Stored items:
----

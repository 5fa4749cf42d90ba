//! Allocation block machinery (§4.4, §4.5): a single 512-byte block viewed
//! either as a collection of fixed-size sub-blocks or as one variable-size
//! block.

pub mod fixed;
pub mod variable;

use std::sync::atomic::AtomicU64;

use crate::config::BLOCK_SIZE;

/// A raw handle to the base of a 512-byte, 512-aligned block.
///
/// This is a thin pointer wrapper, not an owning type: blocks live for the
/// lifetime of the heap and are never individually freed back to the OS
/// (§3 "Lifecycle"), so a `Copy` handle is all call sites need.
#[derive(Clone, Copy, PartialEq, Eq, Debug)]
pub struct BlockRef(*mut u8);

impl BlockRef {
  /// Wraps an existing 512-aligned base address.
  ///
  /// # Safety
  /// `base` must point to a live, `BLOCK_SIZE`-aligned, `BLOCK_SIZE`-byte
  /// region owned by this allocator.
  #[inline]
  pub unsafe fn from_base(base: *mut u8) -> Self {
    debug_assert_eq!(base as usize % BLOCK_SIZE, 0, "block base must be 512-aligned");
    BlockRef(base)
  }

  /// Wraps the block containing `addr`, rounding down to the enclosing
  /// 512-byte boundary.
  #[inline]
  pub fn containing(addr: usize) -> Self {
    BlockRef((addr & !(BLOCK_SIZE - 1)) as *mut u8)
  }

  #[inline]
  pub fn base(self) -> *mut u8 {
    self.0
  }

  #[inline]
  pub fn base_addr(self) -> usize {
    self.0 as usize
  }

  /// Reference to the atomic word at `byte_offset` within this block.
  ///
  /// # Safety
  /// `byte_offset` must be 8-aligned and `< BLOCK_SIZE`, and the returned
  /// reference must not outlive the heap.
  #[inline]
  pub unsafe fn word_at(self, byte_offset: usize) -> &'static AtomicU64 {
    debug_assert!(byte_offset < BLOCK_SIZE && byte_offset % 8 == 0);
    unsafe { &*(self.0.add(byte_offset) as *const AtomicU64) }
  }

  /// The block's tail word (final 8 bytes), the control word per §3.
  ///
  /// # Safety
  /// Same as [`Self::word_at`].
  #[inline]
  pub unsafe fn tail_word(self) -> &'static AtomicU64 {
    unsafe { self.word_at(BLOCK_SIZE - 8) }
  }
}

// SAFETY: BlockRef is a plain address; all aliasing is mediated by the
// CAS discipline in `crate::sync`, the same as the raw pointers this
// allocator hands to arbitrary threads via `allocate`.
unsafe impl Send for BlockRef {}
unsafe impl Sync for BlockRef {}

----

- **How to complete this task**: Copy every line of the records above, starting with the first, up to and including the line containing "live for the".

- **Task response**:
repository 5fa4749cf42d90ba
//! Allocation block machinery (§4.4, §4.5): a single 512-byte block viewed
//! either as a collection of fixed-size sub-blocks or as one variable-size
//! block.

pub mod fixed;
pub mod variable;

use std::sync::atomic::AtomicU64;

use crate::config::BLOCK_SIZE;

/// A raw handle to the base of a 512-byte, 512-aligned block.
///
/// This is a thin pointer wrapper, not an owning type: blocks live for the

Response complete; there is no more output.